We will start by loading some financial data for the “Mag 7” stocks as well as ETFs that track factors.

```
1import yfinance as yf
2import riskfolio as rf
3import pandas as pd
4import warnings
5pd.options.display.float_format = "{:.4%}".format
6warnings.filterwarnings("ignore")
7
8mag_7 = [
9 "AMZN",
10 "AAPL",
11 "NVDA",
12 "META",
13 "TSLA",
14 "MSFT",
15 "GOOG",
16]
17
18factors = ["MTUM", "QUAL", "VLUE", "SIZE", "USMV"]
```

Next we’ll download the data using yFinance.

```
1start = "2020-01-01"
2end = "2024-07-31"
3
4port_returns = (
5 yf
6 .download(
7 mag_7,
8 start=start,
9 end=end
10 )["Adj Close"]
11 .pct_change()
12 .dropna()
13)
14
15factor_returns = (
16 yf
17 .download(
18 factors,
19 start=start,
20 end=end
21 )["Adj Close"]
22 .pct_change()
23 .dropna()
24)
```

We use the `yfinance`

library to download historical price data for our assets. We specify the time period for the data. After downloading, we calculate daily returns from the adjusted closing prices and remove any missing values.
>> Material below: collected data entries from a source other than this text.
//! Shared application router builder.
//!
//! Provides [`build_app_router`] so both the production binary (`main.rs`)
//! and integration tests (`tests/common/mod.rs`) use the exact same
//! middleware stack.

use std::time::Duration;

use axum::http::header::CONTENT_TYPE;
use axum::http::{HeaderName, Method, StatusCode};
use axum::Router;
use tower_http::catch_panic::CatchPanicLayer;
use tower_http::cors::{Any, CorsLayer};
use tower_http::request_id::{MakeRequestUuid, PropagateRequestIdLayer, SetRequestIdLayer};
use tower_http::services::ServeDir;
use tower_http::timeout::TimeoutLayer;
use tower_http::trace::{DefaultMakeSpan, DefaultOnResponse, TraceLayer};
use tracing::Level;

use crate::config::{CorsOrigins, ServerConfig};
use crate::response::DATA_MOUNT;
use crate::routes;
use crate::state::AppState;

/// Build the full application [`Router`] with all middleware layers.
///
/// Persisted artifacts are additionally served as static files under
/// `/data` straight from the store's root directory.
///
/// The middleware stack is applied bottom-up:
///
/// 1. CORS
/// 2. Set request ID on incoming requests
/// 3. Structured request/response tracing
/// 4. Propagate request ID to response
/// 5. Request timeout
/// 6. Panic recovery (catch panics, return 500)
pub fn build_app_router(state: AppState) -> Router {
    let cors = build_cors_layer(&state.config);
    let request_timeout = Duration::from_secs(state.config.request_timeout_secs);
    let request_id_header = HeaderName::from_static("x-request-id");
    let static_files = ServeDir::new(state.store.root());

    Router::new()
        .merge(routes::index::router())
        .merge(routes::health::router())
        .nest("/api", routes::api_routes())
        .nest_service(DATA_MOUNT, static_files)
        // -- Middleware stack (applied bottom-up) --
        .layer(CatchPanicLayer::new())
        .layer(TimeoutLayer::with_status_code(
            StatusCode::REQUEST_TIMEOUT,
            request_timeout,
        ))
        .layer(PropagateRequestIdLayer::new(request_id_header.clone()))
        .layer(
            TraceLayer::new_for_http()
                .make_span_with(DefaultMakeSpan::new().level(Level::INFO))
                .on_response(DefaultOnResponse::new().level(Level::INFO)),
        )
        .layer(SetRequestIdLayer::new(request_id_header, MakeRequestUuid))
        .layer(cors)
        .with_state(state)
}

/// Build the CORS middleware layer from server configuration.
///
/// A wildcard origin cannot be combined with credentials, so credentials
/// are only allowed for an explicit origin list.
pub fn build_cors_layer(config: &ServerConfig) -> CorsLayer {
    let layer = CorsLayer::new()
        .allow_methods([Method::GET, Method::POST])
        .allow_headers([CONTENT_TYPE])
        .max_age(Duration::from_secs(3600));

    match &config.cors_origins {
        CorsOrigins::Any => layer.allow_origin(Any),
        CorsOrigins::List(origins) => layer
            .allow_origin(origins.clone())
            .allow_credentials(true),
    }
}
pub mod files;
pub mod players;

use axum::http::header::{CONTENT_DISPOSITION, CONTENT_TYPE};
use axum::http::{HeaderValue, StatusCode};
use axum::response::{IntoResponse, Response};

use playersearch_core::csv::CSV_CONTENT_TYPE;

/// A `text/csv` response offered to the client as a download named `filename`.
pub(crate) fn csv_attachment(filename: &str, body: String) -> Response {
    let disposition = HeaderValue::from_str(&format!("attachment; filename={filename}"))
        .unwrap_or_else(|_| HeaderValue::from_static("attachment"));

    (
        StatusCode::OK,
        [
            (CONTENT_TYPE, HeaderValue::from_static(CSV_CONTENT_TYPE)),
            (CONTENT_DISPOSITION, disposition),
        ],
        body,
    )
        .into_response()
}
## Set up the Riskfolio portfolio optimization model

We’ll use Riskfolio’s portfolio optimization routines to find the portfolio that maximizes the Sharpe ratio.

```
1port = rf.Portfolio(returns=port_returns)
2
3port.assets_stats(method_mu="hist", method_cov="ledoit")
4
5port.lowerret = 0.00056488 * 1.5
6
7loadings = rf.loadings_matrix(
8 X=factor_returns,
9 Y=port_returns,
10 feature_selection="PCR",
11 n_components=0.95
12)
```

We start by creating a Portfolio object with our portfolio’s historic returns. We set the methods to compute expected returns and the covariance matrix using historical data and the Ledoit-Wolf covariance shrinkage estimator. Setting a lower return constraint will slightly overweight assets with higher volatility.

We can print out the factor loadings on each of our portfolio assets.

`1loadings.style.format("{:.4f}").background_gradient(cmap='RdYlGn')`

The result is the following heatmap.

## Compute the optimal weights for the maximum Sharpe portfolio

To use PCA regression, we need to set the factor stats.

```
1port.factors = factor_returns
2port.factors_stats(
3 method_mu="hist",
4 method_cov="ledoit",
5 feature_selection="PCR",
6 dict_risk=dict(
7 n_components=0.95
8 )
9)
```

This code uses the factor returns to set the factor stats. We use the same methods for expected returns and computing the covariance matrix. In this example, we select the factors that explain 95% of the variance.

Finally, run the optimizer.

```
1w = port.optimization(
2 model="FM",
3 rm="MV",
4 obj="Sharpe",
5 hist=False,
6)
```

Optimize the portfolio using a factor model, variance as the risk measure, and Sharpe ratio as the objective function. The output is a pandas DataFrame of weights. You can plot them for visualization.

```
1ax = rf.plot_pie(
2 w=w,
3 title='Sharpe FM Mean Variance',
4 others=0.05,
5 nrow=25,
6 cmap="tab20"
7)
```

The result is a pie chart which depicts each of the optimal weights.

It looks like we need to be heavily weighed in NVDA based on the factor loadings to maximize the Sharpe ratio. Not surprising given it’s run up of the last few years.

### Your next steps

Now that you have optimized your portfolio using principal components regression, try experimenting with different assets or time periods to see how the results change. You could also explore using more or fewer principal components to understand their impact on your portfolio optimization.